Wednesday 9 September 2009

Too Many Books?

There are, in my experience, only two sorts of people. The first have very few books and little or no interest in them. The second, and I'm talking to these people, have too many and keep acquiring more.

One day you have to face the fact that some of them have to go but books are not ordinary stuff and getting rid of them is emotional as well as a practical task.

Here are my suggestions for that task.

1) First remove duplicates. I know that sounds obvious, but many of us have them.
2) Sort through the rest and decide which ones must go. Be ruthless. In the unlikely circumstance that you decide that you got rid of a book that you wanted, you will find that very few modern books cannot be borrowed from your library or bought online for relatively small sums of money. For example, how often do you re-read a novel? Be honest! Are you keeping your favourites so your children can read them?

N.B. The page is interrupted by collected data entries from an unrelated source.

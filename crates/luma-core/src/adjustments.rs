//! Tone and color operators.
//!
//! Exposure and white balance work in linear light. Highlights/shadows,
//! contrast, saturation, vibrance and dehaze work on display-encoded values.
//! Each operator returns immediately when its driving value is neutral.

use image::imageops;
use tracing::debug;

use crate::color::{self, luminance, scale_saturation, smoothstep, WorkingImage};
use crate::config::OperatorConstants;
use crate::{clamp01, is_neutral};

/// Apply exposure in stops.
///
/// Formula: `output = input * 2^exposure` in linear light.
pub fn apply_exposure(image: &mut WorkingImage, exposure: f32) {
    if is_neutral(exposure) {
        return;
    }
    let multiplier = 2.0_f32.powf(exposure);
    debug!(exposure, multiplier, "Exposure");
    color::map_pixels(image, |[r, g, b]| [r * multiplier, g * multiplier, b * multiplier]);
}

/// Shadow/highlight amounts on a 0..1 scale where 0.5 is neutral.
pub fn tone_amounts(highlights: f32, shadows: f32) -> (f32, f32) {
    let shadow_amount = clamp01(0.5 + shadows * 0.5);
    let highlight_amount = clamp01(0.5 - highlights * 0.5);
    (shadow_amount, highlight_amount)
}

/// Recover highlights and lift shadows through a blurred luminance mask.
///
/// The mask is the encoded luminance blurred with a sigma proportional to the
/// long side, so the adjustment follows regions instead of single pixels.
/// Positive `shadows` brightens dark regions, positive `highlights` darkens
/// bright ones.
pub fn apply_highlights_shadows(
    image: &mut WorkingImage,
    highlights: f32,
    shadows: f32,
    constants: &OperatorConstants,
) {
    if is_neutral(highlights) && is_neutral(shadows) {
        return;
    }
    let (shadow_amount, highlight_amount) = tone_amounts(highlights, shadows);
    let shadow_strength = (shadow_amount - 0.5) * 2.0 * constants.shadow_lift;
    let highlight_strength = (0.5 - highlight_amount) * 2.0 * constants.highlight_compression;

    let long_side = image.width().max(image.height()) as f32;
    let sigma = (constants.tone_mask_radius * long_side).max(1.0);
    debug!(shadow_amount, highlight_amount, sigma, "Highlights/shadows");

    let mut encoded = color::to_encoded(image);
    let mask = imageops::blur(&color::luminance_plane(&encoded), sigma);

    color::map_pixels_at(&mut encoded, |x, y, [r, g, b]| {
        let lum = mask.get_pixel(x, y).0[0];
        let shadow_weight = 1.0 - smoothstep(0.0, 0.5, lum);
        let highlight_weight = smoothstep(0.5, 1.0, lum);
        let gain = (1.0 + shadow_strength * shadow_weight - highlight_strength * highlight_weight)
            .max(0.0);
        [r * gain, g * gain, b * gain]
    });

    color::from_encoded(&mut encoded);
    *image = encoded;
}

// ===== White balance =====

const MIN_KELVIN: f64 = 1667.0;
const MAX_KELVIN: f64 = 25000.0;

/// Tint units map to this many CIE 1960 `v` steps.
const TINT_V_SCALE: f64 = 6000.0;

/// Chromaticity (x, y) of a Planckian radiator, after Kim et al.
///
/// Valid for 1667K to 25000K; the temperature is clamped to that range.
pub fn planckian_xy(kelvin: f64) -> (f64, f64) {
    let t = kelvin.clamp(MIN_KELVIN, MAX_KELVIN);
    let (t2, t3) = (t * t, t * t * t);

    let x = if t <= 4000.0 {
        -0.266_123_9e9 / t3 - 0.234_358_9e6 / t2 + 0.877_695_6e3 / t + 0.179_910
    } else {
        -3.025_846_9e9 / t3 + 2.107_037_9e6 / t2 + 0.222_634_7e3 / t + 0.240_390
    };

    let (x2, x3) = (x * x, x * x * x);
    let y = if t <= 2222.0 {
        -1.106_381_4 * x3 - 1.348_110_20 * x2 + 2.185_558_32 * x - 0.202_196_83
    } else if t <= 4000.0 {
        -0.954_947_6 * x3 - 1.374_185_93 * x2 + 2.091_370_15 * x - 0.167_488_67
    } else {
        3.081_758_0 * x3 - 5.873_386_70 * x2 + 3.751_129_97 * x - 0.370_014_83
    };

    (x, y)
}

/// Linear sRGB of the white point at (`kelvin`, `tint_units`).
///
/// Tint moves the chromaticity along CIE 1960 `v`; positive is greener.
pub fn white_point_rgb(kelvin: f64, tint_units: f64) -> [f64; 3] {
    let (x, y) = planckian_xy(kelvin);

    // xy -> CIE 1960 uv, shift, and back
    let d = -2.0 * x + 12.0 * y + 3.0;
    let u = 4.0 * x / d;
    let v = 6.0 * y / d + tint_units / TINT_V_SCALE;
    let d = 2.0 * u - 8.0 * v + 4.0;
    let (x, y) = (3.0 * u / d, 2.0 * v / d);

    // XYZ with Y = 1
    let big_x = x / y;
    let big_z = (1.0 - x - y) / y;

    [
        3.240_454_2 * big_x - 1.537_138_5 - 0.498_531_4 * big_z,
        -0.969_266_0 * big_x + 1.876_010_8 + 0.041_556_0 * big_z,
        0.055_643_4 * big_x - 0.204_025_9 + 1.057_225_2 * big_z,
    ]
}

/// Per-channel gains that map the target neutral onto the reference white.
///
/// Gains are normalized so a neutral gray keeps its luminance.
pub fn white_balance_gains(
    color_balance: f32,
    tint: f32,
    constants: &OperatorConstants,
) -> [f32; 3] {
    let reference = constants.reference_kelvin as f64;
    let kelvin = reference + (color_balance * constants.kelvin_per_unit) as f64;
    let tint_units = (tint * constants.tint_per_unit) as f64;

    let neutral = white_point_rgb(reference, 0.0);
    let target = white_point_rgb(kelvin, tint_units);

    let raw: [f64; 3] = std::array::from_fn(|i| neutral[i] / target[i].max(1e-6));
    let lum = luminance([raw[0] as f32, raw[1] as f32, raw[2] as f32]).max(1e-6);
    raw.map(|g| g as f32 / lum)
}

/// Shift white balance from the reference white.
///
/// Positive `color_balance` is warmer, positive `tint` is more magenta.
pub fn apply_white_balance(
    image: &mut WorkingImage,
    color_balance: f32,
    tint: f32,
    constants: &OperatorConstants,
) {
    if is_neutral(color_balance) && is_neutral(tint) {
        return;
    }
    let gains = white_balance_gains(color_balance, tint, constants);
    debug!(color_balance, tint, ?gains, "White balance");
    color::map_pixels(image, |[r, g, b]| [r * gains[0], g * gains[1], b * gains[2]]);
}

// ===== Color controls =====

/// Saturation, then contrast about mid-gray, then brightness.
#[inline]
fn color_controls(rgb: [f32; 3], contrast: f32, saturation: f32, brightness: f32) -> [f32; 3] {
    scale_saturation(rgb, saturation).map(|c| (c - 0.5) * contrast + 0.5 + brightness)
}

/// Global contrast and saturation.
pub fn apply_color(
    image: &mut WorkingImage,
    contrast: f32,
    saturation: f32,
    constants: &OperatorConstants,
) {
    if is_neutral(contrast) && is_neutral(saturation) {
        return;
    }
    let contrast_gain = 1.0 + contrast * constants.contrast_gain;
    let saturation_gain = 1.0 + saturation * constants.saturation_gain;
    debug!(contrast_gain, saturation_gain, "Color controls");
    color::map_encoded(image, |rgb| color_controls(rgb, contrast_gain, saturation_gain, 0.0));
}

/// Saturation gain for one pixel under vibrance `amount`.
///
/// Similar to saturation but:
/// - Protects already-saturated colors
/// - Protects skin tones (R > G > B)
#[inline]
fn vibrance_gain(rgb: [f32; 3], amount: f32) -> f32 {
    let [r, g, b] = rgb;

    let max_c = r.max(g).max(b);
    let min_c = r.min(g).min(b);
    let current_sat = if max_c > 0.0 {
        ((max_c - min_c) / max_c).clamp(0.0, 1.0)
    } else {
        0.0
    };

    let is_skin = r > g && g > b && (r - g) > 0.06;
    let skin_protection = if is_skin { 0.5 } else { 1.0 };

    1.0 + amount * skin_protection * (1.0 - current_sat)
}

/// Saturation boost weighted toward muted pixels.
pub fn apply_vibrance(image: &mut WorkingImage, vibrance: f32, constants: &OperatorConstants) {
    if is_neutral(vibrance) {
        return;
    }
    let amount = vibrance * constants.vibrance_gain;
    debug!(amount, "Vibrance");
    color::map_encoded(image, |rgb| scale_saturation(rgb, vibrance_gain(rgb, amount)));
}

/// Haze removal as a joint contrast and saturation lift.
pub fn apply_dehaze(image: &mut WorkingImage, dehaze: f32, constants: &OperatorConstants) {
    if is_neutral(dehaze) {
        return;
    }
    let contrast_gain = 1.0 + dehaze * constants.dehaze_contrast;
    let saturation_gain = 1.0 + dehaze * constants.dehaze_saturation;
    debug!(contrast_gain, saturation_gain, "Dehaze");
    color::map_encoded(image, |rgb| color_controls(rgb, contrast_gain, saturation_gain, 0.0));
}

How likely is that? If you have a fine collection of romances and no daughters, they are very likely never to be read again, so consider rehoming them (I prefer the term rehoming to disposing). Are you ever going to take up pyrography, surgery, go on that 1980s fad diet? Please insert the subject of your own white elephant non-fiction books into that sentence. Free yourself from the guilt of not doing these things by removing the books from your shelves.

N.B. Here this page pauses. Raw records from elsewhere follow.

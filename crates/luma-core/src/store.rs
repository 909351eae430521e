//! Asset store collaborator.
//!
//! The renderer never touches the photo library directly. It fetches source
//! bytes, asks for write permission and saves exports through [`AssetStore`].
//! [`MemoryAssetStore`] keeps everything in memory and records what was
//! asked of it.

use std::collections::HashMap;
use std::fmt;
use std::sync::atomic::{AtomicBool, AtomicUsize, Ordering};
use std::sync::{Mutex, MutexGuard, PoisonError};

use serde::{Deserialize, Serialize};
use thiserror::Error;

use crate::decode::Orientation;

#[derive(Error, Debug)]
pub enum StoreError {
    #[error("No asset with id {0}")]
    NotFound(String),
    #[error("Write rejected: {0}")]
    WriteRejected(String),
}

/// Opaque reference to a source asset.
#[derive(Debug, Clone, PartialEq, Eq, Hash, Serialize, Deserialize)]
pub struct AssetRef(String);

impl AssetRef {
    pub fn new(id: impl Into<String>) -> Self {
        Self(id.into())
    }

    pub fn as_str(&self) -> &str {
        &self.0
    }
}

impl fmt::Display for AssetRef {
    fn fmt(&self, f: &mut fmt::Formatter<'_>) -> fmt::Result {
        f.write_str(&self.0)
    }
}

impl From<&str> for AssetRef {
    fn from(id: &str) -> Self {
        Self::new(id)
    }
}

impl From<String> for AssetRef {
    fn from(id: String) -> Self {
        Self(id)
    }
}

/// Encoded source bytes plus the orientation the store knows about.
///
/// When `orientation` is `None`, the EXIF orientation in `bytes` is used.
#[derive(Debug, Clone, PartialEq)]
pub struct SourceAsset {
    pub bytes: Vec<u8>,
    pub orientation: Option<Orientation>,
}

impl SourceAsset {
    pub fn new(bytes: Vec<u8>) -> Self {
        Self {
            bytes,
            orientation: None,
        }
    }

    pub fn with_orientation(mut self, orientation: Orientation) -> Self {
        self.orientation = Some(orientation);
        self
    }
}

/// Photo library operations the renderer depends on.
///
/// Implementations are shared across worker threads.
pub trait AssetStore: Send + Sync {
    /// Fetch source bytes and orientation for an asset.
    fn fetch(&self, asset: &AssetRef) -> Result<SourceAsset, StoreError>;

    /// Ask for permission to add a new asset. `Ok(false)` means denied.
    fn request_write_permission(&self) -> Result<bool, StoreError>;

    /// Persist encoded bytes as a new asset.
    fn write_new_asset(&self, bytes: &[u8]) -> Result<(), StoreError>;
}

/// In-memory store that records permission requests and write attempts.
///
/// Uses Mutex and atomics (not RefCell) so it can be shared across workers.
#[derive(Debug)]
pub struct MemoryAssetStore {
    assets: Mutex<HashMap<AssetRef, SourceAsset>>,
    written: Mutex<Vec<Vec<u8>>>,
    grant_permission: AtomicBool,
    reject_writes: AtomicBool,
    permission_requests: AtomicUsize,
    write_attempts: AtomicUsize,
}

impl Default for MemoryAssetStore {
    fn default() -> Self {
        Self {
            assets: Mutex::new(HashMap::new()),
            written: Mutex::new(Vec::new()),
            grant_permission: AtomicBool::new(true),
            reject_writes: AtomicBool::new(false),
            permission_requests: AtomicUsize::new(0),
            write_attempts: AtomicUsize::new(0),
        }
    }
}

/// Lock a mutex, recovering the data if a panicking holder poisoned it.
fn lock<T>(mutex: &Mutex<T>) -> MutexGuard<'_, T> {
    mutex.lock().unwrap_or_else(PoisonError::into_inner)
}

impl MemoryAssetStore {
    pub fn new() -> Self {
        Self::default()
    }

    pub fn insert(&self, id: impl Into<AssetRef>, asset: SourceAsset) {
        lock(&self.assets).insert(id.into(), asset);
    }

    /// Grant or deny future write permission requests.
    pub fn set_permission(&self, granted: bool) {
        self.grant_permission.store(granted, Ordering::SeqCst);
    }

    /// Make future writes fail with [`StoreError::WriteRejected`].
    pub fn set_reject_writes(&self, reject: bool) {
        self.reject_writes.store(reject, Ordering::SeqCst);
    }

    pub fn permission_requests(&self) -> usize {
        self.permission_requests.load(Ordering::SeqCst)
    }

    /// Number of calls to `write_new_asset`, successful or not.
    pub fn write_attempts(&self) -> usize {
        self.write_attempts.load(Ordering::SeqCst)
    }

    /// Bytes of every successful write, oldest first.
    pub fn written(&self) -> Vec<Vec<u8>> {
        lock(&self.written).clone()
    }
}

impl AssetStore for MemoryAssetStore {
    fn fetch(&self, asset: &AssetRef) -> Result<SourceAsset, StoreError> {
        lock(&self.assets)
            .get(asset)
            .cloned()
            .ok_or_else(|| StoreError::NotFound(asset.to_string()))
    }

    fn request_write_permission(&self) -> Result<bool, StoreError> {
        self.permission_requests.fetch_add(1, Ordering::SeqCst);
        Ok(self.grant_permission.load(Ordering::SeqCst))
    }

    fn write_new_asset(&self, bytes: &[u8]) -> Result<(), StoreError> {
        self.write_attempts.fetch_add(1, Ordering::SeqCst);
        if self.reject_writes.load(Ordering::SeqCst) {
            return Err(StoreError::WriteRejected("store is read-only".into()));
        }
        lock(&self.written).push(bytes.to_vec());
        Ok(())
    }
}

Now you have a heap of books to leave (and some space on your bookshelves!). I find it disheartening to think of these books languishing on a charity shop shelf waiting for the one person who wants them so what follows is my strategy for minimising that.

What can you do with them?
1) Give away to people you know
2) Sell
3) Give to charity
4) Swap for books you want

Point 1 is easy - you know who has small daughters who will love the Flower Fairy books your sons despise or who has sons who want the Action Man books you loved as a boy but which your daughters ignore.